A third way is to have the PCs starts someplace not awesome but give them a clear and present awesome objective that is strongly implied--which is the traditional way to start these games. Like you live in Safington and yet it is in the shadow of Notasboringasyourtown Dungeon. I myself am not a fan of this approach but, hey, whatever.

2. Write the first adventure. Wait, what, I thought this was a sandbox-building guide? Ok, it is, but--trust me--this is a crucial first step. Write enough material for that first adventure, either:

A) the awesome place they've woken up in and its immediate environs or

B) the awesome place they're heading to plus--if you want--the dead hex space between non-awesome and awesome, the pirate-ship they're escaping. Or just have enough moving parts in the immediate environs to fill up an evening's worth of play.

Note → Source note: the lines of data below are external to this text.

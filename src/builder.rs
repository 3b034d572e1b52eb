//! Composite index construction
//!
//! Fuses a mapping of growth series into one index:
//! align → complete → standardize → first component → orient → rescale.
//!
//! Not having enough overlapping history is a normal outcome
//! ([`BuildOutcome::NoIndex`]); a flat-lined indicator is an error
//! ([`BuildError::DegenerateInput`]) the caller should surface.

use std::collections::BTreeMap;

use serde::{Deserialize, Serialize};
use tracing::{debug, warn};

use crate::align::{
    apply_completeness_policy, outer_join, AlignedMatrix, Completeness, CompletenessStrategy,
};
use crate::error::BuildError;
use crate::factor::{first_component, orient, row_means, standardize};
use crate::types::{CompositeIndex, GrowthSeries, IndexPoint};

/// Default index level of a zero score
pub const DEFAULT_BASE: f64 = 100.0;

/// Default index points per unit of score
pub const DEFAULT_SCALE: f64 = 10.0;

/// Default minimum number of aligned months
pub const DEFAULT_MIN_ROWS: usize = 12;

/// Default standard deviation below which a column is degenerate
pub const DEFAULT_DEGENERATE_STD_EPSILON: f64 = 1e-10;

/// Builder settings
#[derive(Debug, Clone, Copy, PartialEq, Serialize, Deserialize)]
#[serde(default)]
pub struct IndexConfig {
    pub base: f64,
    pub scale: f64,
    pub min_rows: usize,
    pub degenerate_std_epsilon: f64,
}

impl Default for IndexConfig {
    fn default() -> Self {
        Self {
            base: DEFAULT_BASE,
            scale: DEFAULT_SCALE,
            min_rows: DEFAULT_MIN_ROWS,
            degenerate_std_epsilon: DEFAULT_DEGENERATE_STD_EPSILON,
        }
    }
}

/// Why no index could be computed
#[derive(Debug, Clone, PartialEq, Eq, Serialize, Deserialize)]
#[serde(tag = "reason", rename_all = "snake_case")]
pub enum NoIndexReason {
    /// The growth-series mapping was empty
    NoIndicators,
    /// Too few aligned months after both completeness strategies
    InsufficientOverlap { rows: usize, required: usize },
}

impl std::fmt::Display for NoIndexReason {
    fn fmt(&self, f: &mut std::fmt::Formatter<'_>) -> std::fmt::Result {
        match self {
            NoIndexReason::NoIndicators => write!(f, "no indicators available"),
            NoIndexReason::InsufficientOverlap { rows, required } => write!(
                f,
                "only {rows} aligned months available, {required} required"
            ),
        }
    }
}

/// Per-column figures from standardization and decomposition
#[derive(Debug, Clone, PartialEq, Serialize, Deserialize)]
pub struct ColumnDiagnostics {
    pub indicator: String,
    pub mean: f64,
    pub std_dev: f64,
    /// Oriented first-component weight
    pub loading: f64,
}

/// How the index was obtained
#[derive(Debug, Clone, PartialEq, Serialize, Deserialize)]
pub struct BuildDiagnostics {
    pub strategy: CompletenessStrategy,
    /// Months in the outer join of all growth series
    pub joined_rows: usize,
    /// Months that entered the decomposition
    pub retained_rows: usize,
    /// Whether the orientation rule negated the decomposition's sign
    pub sign_flipped: bool,
    pub columns: Vec<ColumnDiagnostics>,
}

/// Successful build: the index and how it was obtained
#[derive(Debug, Clone, PartialEq, Serialize, Deserialize)]
pub struct BuiltIndex {
    pub index: CompositeIndex,
    pub diagnostics: BuildDiagnostics,
}

/// Result of a build that did not fail
#[derive(Debug, Clone, PartialEq, Serialize, Deserialize)]
#[serde(tag = "status", rename_all = "snake_case")]
pub enum BuildOutcome {
    Index(BuiltIndex),
    NoIndex(NoIndexReason),
}

impl BuildOutcome {
    pub fn index(&self) -> Option<&CompositeIndex> {
        match self {
            BuildOutcome::Index(built) => Some(&built.index),
            BuildOutcome::NoIndex(_) => None,
        }
    }

    pub fn explained_variance_ratio(&self) -> Option<f64> {
        self.index().map(|i| i.explained_variance_ratio)
    }

    pub fn is_no_index(&self) -> bool {
        matches!(self, BuildOutcome::NoIndex(_))
    }
}

/// Builder for the composite index
#[derive(Debug, Clone, Copy, Default)]
pub struct CompositeIndexBuilder {
    config: IndexConfig,
}

impl CompositeIndexBuilder {
    pub fn new(config: IndexConfig) -> Self {
        Self { config }
    }

    pub fn config(&self) -> &IndexConfig {
        &self.config
    }

    /// Build the index from a mapping of growth series
    pub fn build(
        &self,
        series: &BTreeMap<String, GrowthSeries>,
    ) -> Result<BuildOutcome, BuildError> {
        if series.is_empty() {
            return Ok(BuildOutcome::NoIndex(NoIndexReason::NoIndicators));
        }

        let sparse = outer_join(series);
        match apply_completeness_policy(&sparse, self.config.min_rows) {
            Completeness::Complete {
                matrix,
                strategy,
                joined_rows,
            } => {
                if strategy == CompletenessStrategy::Filled {
                    warn!(
                        joined_rows,
                        retained_rows = matrix.n_rows(),
                        "strict overlap too short, using forward/backward fill"
                    );
                }
                self.build_from_matrix(&matrix, strategy, joined_rows)
                    .map(BuildOutcome::Index)
            }
            Completeness::Insufficient { rows, required } => {
                debug!(rows, required, "no index: insufficient overlap");
                Ok(BuildOutcome::NoIndex(NoIndexReason::InsufficientOverlap {
                    rows,
                    required,
                }))
            }
        }
    }

    /// Build without the named indicators, e.g. after a degenerate-input error
    pub fn build_excluding(
        &self,
        series: &BTreeMap<String, GrowthSeries>,
        excluded: &[&str],
    ) -> Result<BuildOutcome, BuildError> {
        let kept: BTreeMap<String, GrowthSeries> = series
            .iter()
            .filter(|(name, _)| !excluded.contains(&name.as_str()))
            .map(|(name, s)| (name.clone(), s.clone()))
            .collect();
        self.build(&kept)
    }

    fn build_from_matrix(
        &self,
        matrix: &AlignedMatrix,
        strategy: CompletenessStrategy,
        joined_rows: usize,
    ) -> Result<BuiltIndex, BuildError> {
        let standardized = standardize(matrix, self.config.degenerate_std_epsilon)?;
        let mut component = first_component(&standardized.matrix)?;

        let equal_weight = row_means(&standardized.matrix);
        let sign_flipped = orient(&mut component, &equal_weight);

        let points = matrix
            .dates
            .iter()
            .zip(&component.scores)
            .map(|(date, score)| IndexPoint {
                date: *date,
                value: score * self.config.scale + self.config.base,
                score: *score,
            })
            .collect();

        let columns = matrix
            .columns
            .iter()
            .enumerate()
            .map(|(c, name)| ColumnDiagnostics {
                indicator: name.clone(),
                mean: standardized.means[c],
                std_dev: standardized.std_devs[c],
                loading: component.loadings[c],
            })
            .collect();

        debug!(
            strategy = strategy.as_str(),
            rows = matrix.n_rows(),
            indicators = matrix.n_cols(),
            explained_variance = component.explained_variance_ratio,
            sign_flipped,
            "built composite index"
        );

        Ok(BuiltIndex {
            index: CompositeIndex {
                points,
                explained_variance_ratio: component.explained_variance_ratio,
                indicators: matrix.columns.clone(),
                base: self.config.base,
                scale: self.config.scale,
            },
            diagnostics: BuildDiagnostics {
                strategy,
                joined_rows,
                retained_rows: matrix.n_rows(),
                sign_flipped,
                columns,
            },
        })
    }
}

/// Build the index with the default base 100 / scale 10 configuration
pub fn build_index(series: &BTreeMap<String, GrowthSeries>) -> Result<BuildOutcome, BuildError> {
    CompositeIndexBuilder::default().build(series)
}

3. Decide PC options. Any races or classes out? Any new ones in? Decide now. If you have setting ideas about races or classes ("All elves have french names""Bards are hunted for their meat" or whatever) feel free to integrate them now.

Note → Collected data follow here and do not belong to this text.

//! Error types for the ICTR pipeline

use thiserror::Error;

/// Reasons a single indicator is left out of the index.
///
/// These never abort a run: the normalizer absorbs them and the caller only
/// sees reduced coverage.
#[derive(Debug, Clone, PartialEq, Error)]
pub enum Dropped {
    #[error("series has no observations")]
    Empty,

    #[error("series has no finite observations")]
    AllMissing,

    #[error("{months} resampled months cannot support a {lag}-month growth lag")]
    InsufficientHistory { months: usize, lag: usize },

    #[error("fetch failed: {0}")]
    FetchFailed(String),
}

/// Matrix-level failures of the index builder.
///
/// A missing index for lack of overlapping history is not an error; see
/// [`crate::builder::BuildOutcome::NoIndex`].
#[derive(Debug, Clone, PartialEq, Error)]
pub enum BuildError {
    #[error("indicator '{indicator}' is degenerate after alignment (std dev {std_dev:e})")]
    DegenerateInput { indicator: String, std_dev: f64 },

    #[error("principal component decomposition failed: {0}")]
    Decomposition(String),
}

/// Errors surfaced by the I/O-facing APIs (input parsing, encoding)
#[derive(Debug, Error)]
pub enum ComputeError {
    #[error("Failed to parse input: {0}")]
    ParseError(String),

    #[error("Invalid JSON: {0}")]
    JsonError(#[from] serde_json::Error),

    #[error("Invalid period '{0}'")]
    PeriodParseError(String),

    #[error("Validation error: {0}")]
    Validation(#[from] crate::schema::ValidationError),

    #[error(transparent)]
    Build(#[from] BuildError),

    #[error("Encoding error: {0}")]
    EncodingError(String),
}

4. Run the first adventure. Wait, there's no world yet? Calm down. It'll be ok.

5. Be All "That was fun", Then Decide Where Everyone & Everything In It Was From Like you likely had 2-7 PCs and some treasure and maybe an item and a monster or two and villains. Decide where each one of these things was from--the name isn't as important as the basic description, like the goblin was from "A jewelled-encrusted prison colony in the mysterious East", and the druid was from "a pleasant, misty rural community with a quiet sideline in human sacrifice". You should probably check with your players that the basic idea s you have about their origins are ok if they're high strung and/or if you think they'll have anything interesting to add.

6. Decide Which Other Races Have Their Own Civilizations In Your Campaign: Like maybe their weren't any gnolls in that first adventure but you want there to be a gnoll empire. Look through the monster manual and your notes and decide which of these cultures is organized and separate from the main civilization. Of course you have the option to have none and have it all be human-dominated or the option to have it be a continent-wide mixed-race egalitarian civilization, too--though some of us do prefer to enjoy life.

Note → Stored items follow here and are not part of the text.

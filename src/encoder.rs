//! Snapshot encoding
//!
//! This module encodes a pipeline report into the versioned
//! `ictr.snapshot.v1` JSON payload. A run without an index is encoded with
//! its reason and carries no numeric index values.

use chrono::Utc;
use serde::{Deserialize, Serialize};
use uuid::Uuid;

use crate::align::CompletenessStrategy;
use crate::builder::{BuildOutcome, ColumnDiagnostics, NoIndexReason};
use crate::error::ComputeError;
use crate::pipeline::{IctrReport, IndicatorDiagnostics};
use crate::summary::IndexSummary;
use crate::{ICTR_VERSION, PRODUCER_NAME};

/// Current output schema version
pub const SNAPSHOT_VERSION: &str = "ictr.snapshot.v1";

/// Output payload
#[derive(Debug, Clone, PartialEq, Serialize, Deserialize)]
pub struct IctrPayload {
    pub schema_version: String,
    pub producer: Producer,
    pub provenance: Provenance,
    #[serde(flatten)]
    pub result: SnapshotResult,
    pub indicators: Vec<IndicatorDiagnostics>,
}

/// Software that produced the payload
#[derive(Debug, Clone, PartialEq, Serialize, Deserialize)]
pub struct Producer {
    pub name: String,
    pub version: String,
    pub instance_id: String,
}

#[derive(Debug, Clone, PartialEq, Serialize, Deserialize)]
pub struct Provenance {
    pub computed_at_utc: String,
    pub indicators_supplied: usize,
    pub indicators_used: usize,
}

/// Index block or the reason there is none
#[derive(Debug, Clone, PartialEq, Serialize, Deserialize)]
#[serde(tag = "status", rename_all = "snake_case")]
pub enum SnapshotResult {
    Ok(SnapshotIndex),
    NoIndex(NoIndexReason),
}

#[derive(Debug, Clone, PartialEq, Serialize, Deserialize)]
pub struct SnapshotIndex {
    pub base: f64,
    pub scale: f64,
    pub explained_variance_ratio: f64,
    pub strategy: CompletenessStrategy,
    pub joined_rows: usize,
    pub retained_rows: usize,
    pub sign_flipped: bool,
    pub summary: IndexSummary,
    pub columns: Vec<ColumnDiagnostics>,
    pub points: Vec<SnapshotPoint>,
}

#[derive(Debug, Clone, PartialEq, Serialize, Deserialize)]
pub struct SnapshotPoint {
    /// Month-end date, `YYYY-MM-DD`
    pub date: String,
    pub value: f64,
}

/// Encoder for producing snapshot payloads
pub struct IctrEncoder {
    instance_id: String,
}

impl Default for IctrEncoder {
    fn default() -> Self {
        Self::new()
    }
}

impl IctrEncoder {
    /// Create a new encoder with a unique instance ID
    pub fn new() -> Self {
        Self {
            instance_id: Uuid::new_v4().to_string(),
        }
    }

    /// Create an encoder with a specific instance ID
    pub fn with_instance_id(instance_id: String) -> Self {
        Self { instance_id }
    }

    /// Encode a report into a snapshot payload
    pub fn encode(&self, report: &IctrReport) -> Result<IctrPayload, ComputeError> {
        let producer = Producer {
            name: PRODUCER_NAME.to_string(),
            version: ICTR_VERSION.to_string(),
            instance_id: self.instance_id.clone(),
        };

        let provenance = Provenance {
            computed_at_utc: Utc::now().to_rfc3339(),
            indicators_supplied: report.indicators_supplied(),
            indicators_used: report.indicators_used(),
        };

        let result = match &report.outcome {
            BuildOutcome::Index(built) => {
                let index = &built.index;
                let summary = IndexSummary::from_index(index).ok_or_else(|| {
                    ComputeError::EncodingError("index has no points".to_string())
                })?;

                if let Some(bad) = index.points.iter().find(|p| !p.value.is_finite()) {
                    return Err(ComputeError::EncodingError(format!(
                        "non-finite index value at {}",
                        bad.date
                    )));
                }

                SnapshotResult::Ok(SnapshotIndex {
                    base: index.base,
                    scale: index.scale,
                    explained_variance_ratio: index.explained_variance_ratio,
                    strategy: built.diagnostics.strategy,
                    joined_rows: built.diagnostics.joined_rows,
                    retained_rows: built.diagnostics.retained_rows,
                    sign_flipped: built.diagnostics.sign_flipped,
                    summary,
                    columns: built.diagnostics.columns.clone(),
                    points: index
                        .points
                        .iter()
                        .map(|p| SnapshotPoint {
                            date: p.date.format("%Y-%m-%d").to_string(),
                            value: p.value,
                        })
                        .collect(),
                })
            }
            BuildOutcome::NoIndex(reason) => SnapshotResult::NoIndex(reason.clone()),
        };

        Ok(IctrPayload {
            schema_version: SNAPSHOT_VERSION.to_string(),
            producer,
            provenance,
            result,
            indicators: report.indicators.clone(),
        })
    }

    /// Encode to JSON string
    pub fn encode_to_json(&self, report: &IctrReport) -> Result<String, ComputeError> {
        let payload = self.encode(report)?;
        serde_json::to_string_pretty(&payload).map_err(ComputeError::JsonError)
    }
}

#[cfg(test)]
mod tests {
    use super::*;
    use crate::builder::{BuildDiagnostics, BuiltIndex};
    use crate::error::Dropped;
    use crate::pipeline::IndicatorStatus;
    use crate::types::{CompositeIndex, GrowthTransform, IndexPoint};
    use chrono::NaiveDate;

    fn date(y: i32, m: u32, d: u32) -> NaiveDate {
        NaiveDate::from_ymd_opt(y, m, d).unwrap()
    }

    fn included(name: &str) -> IndicatorDiagnostics {
        IndicatorDiagnostics {
            indicator: name.to_string(),
            status: IndicatorStatus::Included {
                transform: GrowthTransform::LogDifference,
                growth_points: 2,
                first_date: Some(date(2024, 1, 31)),
                last_date: Some(date(2024, 2, 29)),
            },
        }
    }

    fn index_report() -> IctrReport {
        let index = CompositeIndex {
            points: vec![
                IndexPoint {
                    date: date(2024, 1, 31),
                    value: 95.0,
                    score: -0.5,
                },
                IndexPoint {
                    date: date(2024, 2, 29),
                    value: 105.0,
                    score: 0.5,
                },
            ],
            explained_variance_ratio: 0.8,
            indicators: vec!["GDP".to_string(), "IPI".to_string()],
            base: 100.0,
            scale: 10.0,
        };
        let diagnostics = BuildDiagnostics {
            strategy: CompletenessStrategy::Strict,
            joined_rows: 3,
            retained_rows: 2,
            sign_flipped: false,
            columns: vec![
                ColumnDiagnostics {
                    indicator: "GDP".to_string(),
                    mean: 0.02,
                    std_dev: 0.01,
                    loading: 0.7071,
                },
                ColumnDiagnostics {
                    indicator: "IPI".to_string(),
                    mean: 0.01,
                    std_dev: 0.03,
                    loading: 0.7071,
                },
            ],
        };

        IctrReport {
            outcome: BuildOutcome::Index(BuiltIndex { index, diagnostics }),
            indicators: vec![
                IndicatorDiagnostics {
                    indicator: "CPI".to_string(),
                    status: IndicatorStatus::Dropped {
                        reason: "fetch failed: HTTP 500".to_string(),
                    },
                },
                included("GDP"),
                included("IPI"),
            ],
            dropped: vec![("CPI".to_string(), Dropped::FetchFailed("HTTP 500".to_string()))],
        }
    }

    #[test]
    fn test_encode_snapshot_payload() {
        let encoder = IctrEncoder::with_instance_id("test-instance".to_string());
        let payload = encoder.encode(&index_report()).unwrap();

        assert_eq!(payload.schema_version, SNAPSHOT_VERSION);
        assert_eq!(payload.producer.name, PRODUCER_NAME);
        assert_eq!(payload.producer.version, ICTR_VERSION);
        assert_eq!(payload.producer.instance_id, "test-instance");
        assert_eq!(payload.provenance.indicators_supplied, 3);
        assert_eq!(payload.provenance.indicators_used, 2);

        match payload.result {
            SnapshotResult::Ok(index) => {
                assert_eq!(index.points.len(), 2);
                assert_eq!(index.points[1].date, "2024-02-29");
                assert_eq!(index.points[1].value, 105.0);
                assert_eq!(index.summary.delta, Some(10.0));
                assert!((index.summary.reliability_pct - 80.0).abs() < 1e-9);
            }
            other => panic!("expected an index, got {other:?}"),
        }
    }

    #[test]
    fn test_encode_to_json() {
        let encoder = IctrEncoder::new();
        let json = encoder.encode_to_json(&index_report()).unwrap();
        let parsed: serde_json::Value = serde_json::from_str(&json).unwrap();

        assert_eq!(parsed["schema_version"], "ictr.snapshot.v1");
        assert_eq!(parsed["status"], "ok");
        assert_eq!(parsed["strategy"], "strict");
        assert_eq!(parsed["summary"]["trend"], "improving");
        assert_eq!(parsed["indicators"][0]["status"], "dropped");
        assert_eq!(parsed["indicators"][1]["transform"], "log_difference");
        assert!(parsed.get("producer").is_some());
        assert!(parsed.get("provenance").is_some());
    }

    #[test]
    fn test_no_index_has_no_numbers() {
        let report = IctrReport {
            outcome: BuildOutcome::NoIndex(NoIndexReason::InsufficientOverlap {
                rows: 7,
                required: 12,
            }),
            indicators: vec![included("GDP")],
            dropped: Vec::new(),
        };

        let json = IctrEncoder::new().encode_to_json(&report).unwrap();
        let parsed: serde_json::Value = serde_json::from_str(&json).unwrap();

        assert_eq!(parsed["status"], "no_index");
        assert_eq!(parsed["reason"], "insufficient_overlap");
        assert_eq!(parsed["rows"], 7);
        assert!(parsed.get("points").is_none());
        assert!(parsed.get("summary").is_none());
        assert!(parsed.get("explained_variance_ratio").is_none());
    }

    #[test]
    fn test_non_finite_index_is_rejected() {
        let mut report = index_report();
        if let BuildOutcome::Index(built) = &mut report.outcome {
            built.index.points[0].value = f64::NAN;
        }
        assert!(matches!(
            IctrEncoder::new().encode(&report),
            Err(ComputeError::EncodingError(_))
        ));
    }
}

7. Decide Which Of These Places from 5 and 6 Will Be On The Map Some of these places may be so far away that you don't imagine the PCs being able to reach them in the early phases of the game, or at least the course of the game as you originally conceive it. Some will. Make a list of those that will.

8. Decide Which Moods or Subgenres You May Want To Shoehorn Into This Game And Make Up Some Place Names That Fit Them ...castles brimming with Arthurian intrigue, creepy fairy tale places, old school orclands, a lost continent of fucked-up dinosaurs, gritty Harnisms...Make up at least one place name for an area or city that will definitely feature that kind of action. Do you want a Grimdark Warhammer Wilderness? Figure out a name for those woods (Skurnvort Wald--there you go). Do you want a city of Vancian lunatics? Name it. Write these names down on the list with the list from step 7.

9. Decide Any Other Places That You Want On The Map Anything--old dungeons you have lying around, geographical features, locations from modules, cities where you just thought up a name and liked it, et cetera. Write those on the list, too.

10. Use Your Place List To Make A Hybridizing Chart Like This: Use this to decide interrelationships between various areas. Does the gnoll kingdom trade with the Duchy of Skrogglehorn? Do the Engine Lords know about the Dungeon beneath Growgorn Gap? You do not have to think of a relationship for every single location to every other, but the more you think up, the more adventure fuel you've got. When you're done, write down everything you think you might forget about each place.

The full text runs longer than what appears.